Monitoring combines basic and advanced approaches. Essential equipment includes thermometers for weekly temperature recording and notebooks for maintaining harvest logs. Institutional support from organisations like Fundación Chinquihue provides laboratory analysis of water quality parameters including salinity and pH. Advanced operations have begun implementing sensors for continuous data collection and drones for aerial monitoring and mapping.

While no diseases have been described for Agarophyton chilensis, the most significant operational challenge involves managing biofouling, particularly mass proliferations of the officially declared plague algae Rhizoclonium sp. Additional threats include diatom blooms that can surpass 100% epiphyte load, and various red algae epiphytes.
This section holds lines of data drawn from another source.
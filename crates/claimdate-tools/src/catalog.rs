//! # Tool Catalog
//!
//! Names, descriptions and parameter schemas of the claim date tools, in
//! the shape agent frameworks expect when binding callable tools: a name,
//! a description that tells the model when to call it, and a JSON Schema
//! object for the arguments.
//!
//! The catalog is static. Tool names are stable identifiers that agents
//! emit verbatim; renaming one breaks every prompt that mentions it.

use std::fmt;
use std::str::FromStr;

use serde::{Deserialize, Serialize};
use serde_json::{json, Map, Value};

use crate::error::ToolError;

/// The claim date tools.
#[derive(Debug, Clone, Copy, PartialEq, Eq, Hash, Serialize, Deserialize)]
pub enum Tool {
    /// Duration between two timestamps.
    #[serde(rename = "calculate_timeline_duration")]
    TimelineDuration,
    /// Business-day count between two dates.
    #[serde(rename = "calculate_business_days")]
    BusinessDays,
    /// Deadline compliance of an event date.
    #[serde(rename = "check_policy_compliance")]
    PolicyCompliance,
}

impl Tool {
    /// Every tool, in catalog order.
    pub fn all() -> &'static [Tool] {
        &[Self::TimelineDuration, Self::BusinessDays, Self::PolicyCompliance]
    }

    /// The name agents call this tool by.
    pub fn name(&self) -> &'static str {
        match self {
            Self::TimelineDuration => "calculate_timeline_duration",
            Self::BusinessDays => "calculate_business_days",
            Self::PolicyCompliance => "check_policy_compliance",
        }
    }

    /// Catalog entry for this tool.
    pub fn spec(&self) -> &'static ToolSpec {
        match self {
            Self::TimelineDuration => &CATALOG[0],
            Self::BusinessDays => &CATALOG[1],
            Self::PolicyCompliance => &CATALOG[2],
        }
    }
}

impl fmt::Display for Tool {
    fn fmt(&self, f: &mut fmt::Formatter<'_>) -> fmt::Result {
        f.write_str(self.name())
    }
}

impl FromStr for Tool {
    type Err = ToolError;

    fn from_str(s: &str) -> Result<Self, Self::Err> {
        Self::all()
            .iter()
            .copied()
            .find(|tool| tool.name() == s.trim())
            .ok_or_else(|| ToolError::UnknownTool(s.to_string()))
    }
}

/// JSON type of a tool parameter.
#[derive(Debug, Clone, Copy, PartialEq, Eq, Serialize)]
#[serde(rename_all = "lowercase")]
pub enum ParamKind {
    /// A JSON string.
    String,
    /// A JSON integer.
    Integer,
}

impl ParamKind {
    /// The JSON Schema type name.
    pub fn as_str(&self) -> &'static str {
        match self {
            Self::String => "string",
            Self::Integer => "integer",
        }
    }
}

impl fmt::Display for ParamKind {
    fn fmt(&self, f: &mut fmt::Formatter<'_>) -> fmt::Result {
        f.write_str(self.as_str())
    }
}

/// One tool parameter.
#[derive(Debug, Clone, Serialize)]
pub struct ParamSpec {
    /// Argument name.
    pub name: &'static str,
    /// JSON type.
    pub kind: ParamKind,
    /// What the argument means and its expected format.
    pub description: &'static str,
    /// A valid example value, as text.
    pub example: &'static str,
}

/// Catalog entry for one tool.
#[derive(Debug, Clone, Serialize)]
pub struct ToolSpec {
    /// The tool this entry describes.
    pub tool: Tool,
    /// What the tool computes.
    pub description: &'static str,
    /// Phrases in a user question that should trigger this tool.
    pub triggers: &'static [&'static str],
    /// Parameters, all required.
    pub params: &'static [ParamSpec],
}

impl ToolSpec {
    /// JSON Schema object describing the tool's arguments.
    pub fn parameters_schema(&self) -> Value {
        let properties: Map<String, Value> = self
            .params
            .iter()
            .map(|p| {
                (
                    p.name.to_string(),
                    json!({
                        "type": p.kind,
                        "description": p.description,
                        "examples": [p.example],
                    }),
                )
            })
            .collect();
        let required: Vec<&str> = self.params.iter().map(|p| p.name).collect();

        json!({
            "type": "object",
            "properties": properties,
            "required": required,
            "additionalProperties": false,
        })
    }

    /// Function-calling definition: name, description and parameter schema.
    pub fn definition(&self) -> Value {
        let mut description = self.description.to_string();
        if !self.triggers.is_empty() {
            description.push_str(" Use when the user asks about: ");
            description.push_str(&self.triggers.join(", "));
            description.push('.');
        }
        json!({
            "name": self.tool.name(),
            "description": description,
            "parameters": self.parameters_schema(),
        })
    }
}

/// The full tool catalog, in [`Tool::all`] order.
pub fn catalog() -> &'static [ToolSpec] {
    &CATALOG
}

static CATALOG: [ToolSpec; 3] = [
    ToolSpec {
        tool: Tool::TimelineDuration,
        description: "Calculate the precise duration between two timestamps, \
                      broken down into days, hours and minutes with total hours.",
        triggers: &[
            "how long",
            "time between",
            "duration",
            "elapsed time",
            "timeline",
            "incident duration",
            "claim processing time",
        ],
        params: &[
            ParamSpec {
                name: "start_datetime",
                kind: ParamKind::String,
                description: "Start timestamp in format YYYY-MM-DD HH:MM:SS",
                example: "2024-01-15 09:30:00",
            },
            ParamSpec {
                name: "end_datetime",
                kind: ParamKind::String,
                description: "End timestamp in format YYYY-MM-DD HH:MM:SS",
                example: "2024-01-18 14:45:00",
            },
        ],
    },
    ToolSpec {
        tool: Tool::BusinessDays,
        description: "Calculate business days (Monday-Friday, weekends excluded) \
                      between two dates inclusive, with calendar and weekend day counts.",
        triggers: &[
            "business days",
            "working days",
            "weekdays",
            "excluding weekends",
            "turnaround time in business days",
        ],
        params: &[
            ParamSpec {
                name: "start_date",
                kind: ParamKind::String,
                description: "Start date in format YYYY-MM-DD",
                example: "2024-01-15",
            },
            ParamSpec {
                name: "end_date",
                kind: ParamKind::String,
                description: "End date in format YYYY-MM-DD",
                example: "2024-01-25",
            },
        ],
    },
    ToolSpec {
        tool: Tool::PolicyCompliance,
        description: "Check whether an event occurred within the required number \
                      of days after a reference date, such as a claim filing deadline.",
        triggers: &[
            "check deadline",
            "verify compliance",
            "within timeframe",
            "timely filing",
            "reported on time",
            "within X days",
            "notification requirement",
        ],
        params: &[
            ParamSpec {
                name: "event_date",
                kind: ParamKind::String,
                description: "Date of the event to check, in format YYYY-MM-DD",
                example: "2024-01-20",
            },
            ParamSpec {
                name: "reference_date",
                kind: ParamKind::String,
                description: "Reference date (e.g. incident date) in format YYYY-MM-DD",
                example: "2024-01-15",
            },
            ParamSpec {
                name: "deadline_days",
                kind: ParamKind::Integer,
                description: "Maximum allowed days between reference and event (non-negative integer)",
                example: "30",
            },
        ],
    },
];

#[cfg(test)]
mod tests {
    use super::*;

    #[test]
    fn catalog_order_matches_tool_all() {
        let names: Vec<&str> = catalog().iter().map(|s| s.tool.name()).collect();
        let expected: Vec<&str> = Tool::all().iter().map(|t| t.name()).collect();
        assert_eq!(names, expected);
        for tool in Tool::all() {
            assert_eq!(tool.spec().tool, *tool);
        }
    }

    #[test]
    fn tool_name_round_trips_through_from_str() {
        for tool in Tool::all() {
            assert_eq!(tool.name().parse::<Tool>().unwrap(), *tool);
        }
        assert!(matches!(
            "calculate_weather".parse::<Tool>(),
            Err(ToolError::UnknownTool(_))
        ));
    }

    #[test]
    fn tool_serde_uses_agent_names() {
        let json = serde_json::to_string(&Tool::PolicyCompliance).unwrap();
        assert_eq!(json, "\"check_policy_compliance\"");
    }

    #[test]
    fn compliance_schema_requires_all_params() {
        let schema = Tool::PolicyCompliance.spec().parameters_schema();
        assert_eq!(schema["type"], "object");
        assert_eq!(
            schema["required"],
            json!(["event_date", "reference_date", "deadline_days"])
        );
        assert_eq!(schema["properties"]["deadline_days"]["type"], "integer");
        assert_eq!(schema["properties"]["event_date"]["type"], "string");
    }

    #[test]
    fn param_kind_displays_as_schema_type() {
        for kind in [ParamKind::String, ParamKind::Integer] {
            assert_eq!(kind.to_string(), kind.as_str());
            assert_eq!(serde_json::to_value(kind).unwrap(), kind.as_str());
        }
        assert_eq!(ParamKind::Integer.to_string(), "integer");
        assert_eq!(ParamKind::String.to_string(), "string");
    }

    #[test]
    fn definition_carries_name_and_triggers() {
        let def = Tool::BusinessDays.spec().definition();
        assert_eq!(def["name"], "calculate_business_days");
        let description = def["description"].as_str().unwrap();
        assert!(description.contains("working days"));
        assert!(def["parameters"]["properties"]["start_date"].is_object());
    }
}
While Gracilaria beds naturally serve as a refuge for invertebrates and as spawning grounds for fish, these ecological functions are not considered a direct concern for the culture itself.

The cultivation strategy emphasises preventive biofouling control through careful site selection and thorough preparation. Farmers should clear cultivation areas of existing pests and minimise sediment-trapping structures to maintain water circulation, but its certainly not a common practice. Genetic renewal through spore-based seed incorporation provides further protection against filamentous algae.

The industry faces multiple environmental risks including storm-induced line detachment, seismic seabed uplift that has historically destroyed cultivation zones, and persistent pollution from abandoned plastic ropes. Integrated multi-trophic aquaculture trials with species like oysters have shown limited success, constrained by biofouling complications and the predominantly symbolic nature of mitigation cultivation practiced by salmon farms for regulatory compliance.